• **Provided material**
.....
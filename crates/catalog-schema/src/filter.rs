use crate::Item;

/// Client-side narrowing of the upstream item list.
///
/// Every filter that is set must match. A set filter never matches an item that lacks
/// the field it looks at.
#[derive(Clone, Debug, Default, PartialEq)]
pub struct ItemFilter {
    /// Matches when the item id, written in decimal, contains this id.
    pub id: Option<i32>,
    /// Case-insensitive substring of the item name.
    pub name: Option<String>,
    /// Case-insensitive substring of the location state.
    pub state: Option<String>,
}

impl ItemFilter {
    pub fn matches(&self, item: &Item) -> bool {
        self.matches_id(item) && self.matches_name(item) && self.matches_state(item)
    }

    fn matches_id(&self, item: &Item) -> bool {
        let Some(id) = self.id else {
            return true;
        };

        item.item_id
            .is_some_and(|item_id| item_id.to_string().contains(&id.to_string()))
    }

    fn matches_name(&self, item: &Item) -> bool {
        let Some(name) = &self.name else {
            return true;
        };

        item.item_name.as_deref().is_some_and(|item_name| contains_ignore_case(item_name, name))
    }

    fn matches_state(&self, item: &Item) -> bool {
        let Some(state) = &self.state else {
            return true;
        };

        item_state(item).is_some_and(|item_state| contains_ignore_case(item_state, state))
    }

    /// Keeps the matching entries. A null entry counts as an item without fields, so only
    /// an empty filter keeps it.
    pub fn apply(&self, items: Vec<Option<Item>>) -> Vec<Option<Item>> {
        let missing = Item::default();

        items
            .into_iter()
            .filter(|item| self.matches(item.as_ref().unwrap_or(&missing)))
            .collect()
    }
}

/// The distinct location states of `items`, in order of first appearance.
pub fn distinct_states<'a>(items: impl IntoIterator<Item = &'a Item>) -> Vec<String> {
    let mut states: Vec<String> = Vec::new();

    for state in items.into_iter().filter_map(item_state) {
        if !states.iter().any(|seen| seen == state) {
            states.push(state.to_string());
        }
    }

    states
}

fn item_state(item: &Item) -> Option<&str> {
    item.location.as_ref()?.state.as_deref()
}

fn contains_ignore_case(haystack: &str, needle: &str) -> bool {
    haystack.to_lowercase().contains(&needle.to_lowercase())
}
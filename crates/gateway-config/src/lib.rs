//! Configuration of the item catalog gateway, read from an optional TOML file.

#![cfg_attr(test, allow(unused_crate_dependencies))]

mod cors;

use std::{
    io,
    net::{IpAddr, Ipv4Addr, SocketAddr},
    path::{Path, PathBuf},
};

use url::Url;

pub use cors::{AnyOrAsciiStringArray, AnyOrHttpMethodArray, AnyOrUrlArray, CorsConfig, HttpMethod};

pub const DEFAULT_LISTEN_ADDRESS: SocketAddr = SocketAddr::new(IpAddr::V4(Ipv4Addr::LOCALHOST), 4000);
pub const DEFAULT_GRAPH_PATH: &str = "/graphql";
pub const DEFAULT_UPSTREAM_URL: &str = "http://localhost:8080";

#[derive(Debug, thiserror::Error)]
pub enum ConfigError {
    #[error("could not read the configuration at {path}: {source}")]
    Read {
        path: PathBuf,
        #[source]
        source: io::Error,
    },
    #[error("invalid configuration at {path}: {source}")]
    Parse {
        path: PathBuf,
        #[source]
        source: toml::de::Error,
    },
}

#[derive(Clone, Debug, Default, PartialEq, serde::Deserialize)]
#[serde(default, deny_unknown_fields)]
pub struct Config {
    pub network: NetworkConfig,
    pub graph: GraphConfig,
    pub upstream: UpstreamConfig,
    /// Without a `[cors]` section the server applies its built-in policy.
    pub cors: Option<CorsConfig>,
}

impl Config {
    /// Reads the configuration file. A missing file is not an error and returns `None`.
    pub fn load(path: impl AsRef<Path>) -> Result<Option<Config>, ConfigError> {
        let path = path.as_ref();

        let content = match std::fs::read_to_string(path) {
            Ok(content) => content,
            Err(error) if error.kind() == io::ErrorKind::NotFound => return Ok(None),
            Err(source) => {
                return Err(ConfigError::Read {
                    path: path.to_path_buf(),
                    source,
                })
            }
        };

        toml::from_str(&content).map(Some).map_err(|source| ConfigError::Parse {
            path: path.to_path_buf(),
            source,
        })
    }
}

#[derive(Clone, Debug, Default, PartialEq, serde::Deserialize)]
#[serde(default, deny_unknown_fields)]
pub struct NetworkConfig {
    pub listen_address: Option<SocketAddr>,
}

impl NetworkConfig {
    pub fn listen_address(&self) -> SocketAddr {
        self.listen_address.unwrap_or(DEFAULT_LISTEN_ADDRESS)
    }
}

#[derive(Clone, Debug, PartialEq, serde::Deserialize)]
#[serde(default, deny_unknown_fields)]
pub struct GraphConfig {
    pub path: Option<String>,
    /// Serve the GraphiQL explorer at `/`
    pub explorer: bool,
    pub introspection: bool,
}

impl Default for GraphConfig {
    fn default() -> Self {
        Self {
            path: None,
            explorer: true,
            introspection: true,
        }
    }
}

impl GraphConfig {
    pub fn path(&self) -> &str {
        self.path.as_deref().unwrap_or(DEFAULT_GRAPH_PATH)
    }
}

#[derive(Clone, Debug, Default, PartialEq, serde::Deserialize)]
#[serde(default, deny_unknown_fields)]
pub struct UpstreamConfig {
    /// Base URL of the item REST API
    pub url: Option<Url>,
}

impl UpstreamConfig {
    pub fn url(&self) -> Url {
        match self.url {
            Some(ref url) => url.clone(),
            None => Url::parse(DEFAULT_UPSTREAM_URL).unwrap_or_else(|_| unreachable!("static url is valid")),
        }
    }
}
.....
• **Your objective**
Begin at the first line of the entries above and copy every line exactly, ending with the line that contains "the location state.".

• **Finished exercise**
filename crates/catalog-schema/src/filter.rs
use crate::Item;

/// Client-side narrowing of the upstream item list.
///
/// Every filter that is set must match. A set filter never matches an item that lacks
/// the field it looks at.
#[derive(Clone, Debug, Default, PartialEq)]
pub struct ItemFilter {
    /// Matches when the item id, written in decimal, contains this id.
    pub id: Option<i32>,
    /// Case-insensitive substring of the item name.
    pub name: Option<String>,
    /// Case-insensitive substring of the location state.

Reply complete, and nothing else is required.